Él se aburre: la esposa le echa de menos y se ve afectada de la CRISIS DE FALDAS; él toma varias amantes, sin gusto, y las encuentra en el fondo, inferiores aún a su infiel esposa. Ella, por su parte, ha reconocido que el adulterio no da en absoluto todas las alegrías soñadas, que la vida es simple, siempre con los pies en la tierra; lamenta a ese marido que ella despreciaba antaño como incapaz de abrir su corazón a las delicias sobrehumanas del amor. Y un día regresan a donde ellos vuelven a vivir juntos, tranquilamente, maduros por esta doble experiencia.

      Yo pondría sin embargo un pero a la situación descrita por Huysmans. El marido me parece demasiado tranquilo descubriendo súbitamente su... desgracia. Haría falta que hubiese al menos unas palabras, y he aquí la solución que yo opondría al asesinato.
      El hombre que golpea es un bruto. Tumbar no prueba nada. Pero el hombre que, en un momento parecido, tuviese la fuerza, la sangre fría y el espíritu necesarios para encontrar unas palabras, unas palabras hirientes o divertidas, una palabra célebre al día siguiente, afirmaría de este modo una verdad e indiscutible superioridad sobre sus semejantes, y se vengaría de un modo más preciso y más terrible que con el puño o la pistola.
      Existen muy pocas palabras en ese caso.
      Dos o tres me vienen a la memoria, y las declaro admirables, admitiendo que sean auténticas.
      Todo el mundo las conoce, por otra parte. Un marido encuentra... en su alcoba, a su amigo, su mejor amigo, y le tiende la mano. El otro, asustado, se oculta detrás de su cómplice, se acurruca contra la pared. « ¡ Y bien ! pregunta el esposo, burlón y sereno, ¿ vas a rechazar ahora darme la mano en la plaza pública ? »
      Y esta otra: « ¡ Ah ! mi pobre amigo, y decir que nada os ... obligaba ! »
      Se pueden citar una docena más, a lo sumo.

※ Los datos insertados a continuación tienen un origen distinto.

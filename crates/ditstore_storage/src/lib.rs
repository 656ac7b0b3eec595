//! # DitStore Storage
//!
//! Ordered tree environment for DitStore.
//!
//! This crate provides the lowest-level storage abstraction for DitStore:
//! named, sorted key-to-values trees with **externally supplied byte
//! comparators** and optional duplicate values per key. Trees are opaque at
//! this level - keys and values are byte strings, and the comparators that
//! define their order are handed in by the layer that owns the serialization
//! format.
//!
//! ## Design Principles
//!
//! - Trees are sorted byte stores; ordering is owned by the caller's
//!   comparators, never by this crate
//! - Duplicate values under one key are themselves sorted (by the value
//!   comparator) and inserted with no-duplicate-data semantics
//! - The environment hands out transaction handles: snapshot-isolated
//!   readers and a single exclusive writer working on a copy-on-write
//!   snapshot that is published atomically on commit
//!
//! ## Example
//!
//! ```rust
//! use ditstore_storage::{StorageEnv, TreeConfig, TreeView};
//!
//! let env = StorageEnv::new();
//! let mut wtxn = env.begin_write().unwrap();
//! wtxn.create_tree("demo", TreeConfig::byte_ordered(false)).unwrap();
//! wtxn.tree_mut("demo").unwrap().insert(b"k", b"v");
//! wtxn.commit().unwrap();
//!
//! let rtxn = env.begin_read().unwrap();
//! let tree = rtxn.tree("demo").unwrap();
//! assert!(tree.get(b"k").is_some());
//! ```

#![deny(unsafe_code)]
#![warn(missing_docs)]

mod env;
mod error;
mod tree;

pub use env::{ReadTxn, Snapshot, StorageEnv, TreeView, TxnState, WriteTxn};
pub use error::{StorageError, StorageResult};
pub use tree::{ByteCompare, Node, TreeConfig, TreeData};
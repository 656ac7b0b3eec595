//! Typed tables over the byte-level storage trees.
//!
//! A [`Table`] pairs a key type and value type (both [`Datum`]) with the
//! comparators that define their order, and translates typed operations
//! into byte-level tree operations. Tables are stateless handles; all data
//! lives in the transaction's snapshot.

mod cursor;

pub use cursor::{KeyCursor, TableCursor, ValueCursor};

use crate::entry::Entry;
use crate::error::{DirResult, DirectoryError};
use crate::name::Dn;
use crate::types::{Csn, EntryId};
use crate::txn::WriteTransaction;
use ditstore_storage::{ByteCompare, TreeConfig, TreeView};
use std::cmp::Ordering;
use std::marker::PhantomData;
use std::sync::Arc;

/// Cap applied to range counts.
///
/// Range counts exist to let a query planner pick the most selective
/// candidate, and beyond a small bound the exact number no longer changes
/// the decision, so counting stops early.
pub const RANGE_COUNT_CAP: usize = 10;

/// A value that can be stored in a table.
///
/// Encoding must be deterministic: equal values produce equal bytes. Byte
/// order need not match domain order; tables carry explicit comparators
/// for that.
pub trait Datum: Sized {
    /// Encodes the value to bytes.
    fn encode(&self) -> DirResult<Vec<u8>>;

    /// Decodes a value from bytes.
    fn decode(bytes: &[u8]) -> DirResult<Self>;
}

impl Datum for EntryId {
    fn encode(&self) -> DirResult<Vec<u8>> {
        Ok(self.as_bytes().to_vec())
    }

    fn decode(bytes: &[u8]) -> DirResult<Self> {
        EntryId::from_slice(bytes)
            .ok_or_else(|| DirectoryError::codec(format!("bad entry id length: {}", bytes.len())))
    }
}

impl Datum for String {
    fn encode(&self) -> DirResult<Vec<u8>> {
        Ok(self.as_bytes().to_vec())
    }

    fn decode(bytes: &[u8]) -> DirResult<Self> {
        String::from_utf8(bytes.to_vec())
            .map_err(|_| DirectoryError::codec("string key is not valid UTF-8"))
    }
}
/// Applies an index drop and records it in the change set.
pub(crate) fn record_drop<K: Datum + Clone + 'static>(
    txn: &mut WriteTransaction,
    index: &Index<K>,
    key: &K,
    id: EntryId,
    changes: &mut ChangeSet,
) -> DirResult<()> {
    index.drop_pair(txn, key, id)?;
    changes.record(index.oid(), key.encode()?, id, IndexOp::Delete);
    Ok(())
}

fn object_class_key(value: &Value) -> DirResult<String> {
    Ok(value
        .as_str()
        .ok_or_else(|| DirectoryError::schema_violation("objectClass value is not text"))?
        .trim()
        .to_ascii_lowercase())
}

fn csn_of(attribute: &Attribute) -> DirResult<Csn> {
    attribute
        .first()
        .and_then(Value::as_str)
        .and_then(|s| s.parse().ok())
        .ok_or_else(|| DirectoryError::schema_violation("missing or malformed entryCSN value"))
}

/// Executes add, delete, and modify against a partition's tables.
pub struct ExecutionManager {
    store: Arc<PartitionStore>,
}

      ¡ Que gran concurso de espíritu esto abriría ! ¡ Qué emulación ! ¡ Qué triunfos ! Se abordaría la cuestión de este modo: - « No sabe usted la palabra que acabo de decir a X... al que he encontrado en mi casa... »  O bien así:
      -« ¡ Este imbécil de C... que acaba de matar a su mujer ! El muy idiota, no ha podido llegar a decir... » Los hombres verdaderamente espirituales harían nacer las ocasiones y prepararían de lejos sus efectos. Y veríamos en los periódicos diarios, en lugar del eterno titular: « Los dramas del adulterio », esta variante menos sombría y más francesa: « Las mejores palabras de los maridos burlados ».